* [Data shown]
##############################
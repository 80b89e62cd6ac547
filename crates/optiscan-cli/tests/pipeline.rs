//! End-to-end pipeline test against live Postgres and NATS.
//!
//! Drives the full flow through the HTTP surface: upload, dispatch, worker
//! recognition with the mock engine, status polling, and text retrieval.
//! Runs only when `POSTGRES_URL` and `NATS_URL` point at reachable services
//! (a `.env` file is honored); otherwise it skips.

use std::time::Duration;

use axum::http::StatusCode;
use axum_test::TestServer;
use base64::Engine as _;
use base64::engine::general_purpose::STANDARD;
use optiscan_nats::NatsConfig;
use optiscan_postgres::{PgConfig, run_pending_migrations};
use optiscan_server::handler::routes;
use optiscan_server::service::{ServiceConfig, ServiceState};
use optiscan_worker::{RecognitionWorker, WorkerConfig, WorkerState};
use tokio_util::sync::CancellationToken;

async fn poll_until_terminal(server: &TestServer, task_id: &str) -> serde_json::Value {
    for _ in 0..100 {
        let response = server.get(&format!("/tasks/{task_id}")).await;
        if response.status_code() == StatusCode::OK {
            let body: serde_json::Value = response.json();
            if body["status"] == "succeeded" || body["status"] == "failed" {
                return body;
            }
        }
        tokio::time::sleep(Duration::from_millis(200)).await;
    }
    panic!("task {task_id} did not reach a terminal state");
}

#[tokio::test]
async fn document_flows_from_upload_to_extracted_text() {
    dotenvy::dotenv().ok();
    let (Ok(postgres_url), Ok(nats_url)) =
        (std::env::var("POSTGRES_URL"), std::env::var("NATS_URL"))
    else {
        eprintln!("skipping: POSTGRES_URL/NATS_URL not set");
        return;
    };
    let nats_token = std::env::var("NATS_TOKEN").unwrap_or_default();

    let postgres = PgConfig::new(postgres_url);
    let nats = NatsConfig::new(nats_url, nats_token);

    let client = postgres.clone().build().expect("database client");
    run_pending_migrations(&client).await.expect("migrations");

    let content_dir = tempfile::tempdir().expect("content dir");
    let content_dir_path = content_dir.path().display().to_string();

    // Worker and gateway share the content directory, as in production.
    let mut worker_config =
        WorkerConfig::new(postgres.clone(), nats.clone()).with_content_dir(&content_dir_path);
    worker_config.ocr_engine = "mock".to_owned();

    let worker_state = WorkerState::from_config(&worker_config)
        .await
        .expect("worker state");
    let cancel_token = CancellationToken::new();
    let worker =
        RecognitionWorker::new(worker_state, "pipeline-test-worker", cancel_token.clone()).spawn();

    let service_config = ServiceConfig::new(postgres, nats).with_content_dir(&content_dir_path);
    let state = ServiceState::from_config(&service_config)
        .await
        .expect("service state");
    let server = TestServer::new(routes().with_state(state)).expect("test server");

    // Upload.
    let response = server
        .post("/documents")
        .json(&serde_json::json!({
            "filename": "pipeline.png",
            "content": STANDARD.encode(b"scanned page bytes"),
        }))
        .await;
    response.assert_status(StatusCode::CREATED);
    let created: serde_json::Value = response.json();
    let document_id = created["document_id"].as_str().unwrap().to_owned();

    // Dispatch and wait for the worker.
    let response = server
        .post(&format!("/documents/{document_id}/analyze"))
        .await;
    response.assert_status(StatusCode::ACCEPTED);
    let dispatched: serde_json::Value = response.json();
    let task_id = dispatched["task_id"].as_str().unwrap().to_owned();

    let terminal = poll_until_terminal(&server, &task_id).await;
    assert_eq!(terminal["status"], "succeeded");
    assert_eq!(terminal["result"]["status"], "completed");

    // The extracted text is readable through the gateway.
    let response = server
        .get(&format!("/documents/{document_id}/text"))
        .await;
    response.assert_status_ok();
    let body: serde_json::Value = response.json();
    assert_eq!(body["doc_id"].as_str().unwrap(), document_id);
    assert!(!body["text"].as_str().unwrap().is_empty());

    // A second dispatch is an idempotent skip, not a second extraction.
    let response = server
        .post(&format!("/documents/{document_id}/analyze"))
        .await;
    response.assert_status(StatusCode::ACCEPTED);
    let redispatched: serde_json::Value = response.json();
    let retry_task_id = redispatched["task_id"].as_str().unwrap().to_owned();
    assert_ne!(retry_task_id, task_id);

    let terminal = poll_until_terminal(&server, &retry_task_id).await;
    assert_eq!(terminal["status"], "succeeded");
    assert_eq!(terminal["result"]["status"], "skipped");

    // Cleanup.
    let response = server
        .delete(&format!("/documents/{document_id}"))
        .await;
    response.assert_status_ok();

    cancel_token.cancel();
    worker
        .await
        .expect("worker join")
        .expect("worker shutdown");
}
##############################
From the listing above, collect each line in which the string "pipeline" appears.

* [Answer for the task]
filename crates/optiscan-cli/tests/pipeline.rs
//! End-to-end pipeline test against live Postgres and NATS.
        RecognitionWorker::new(worker_state, "pipeline-test-worker", cancel_token.clone()).spawn();
            "filename": "pipeline.png",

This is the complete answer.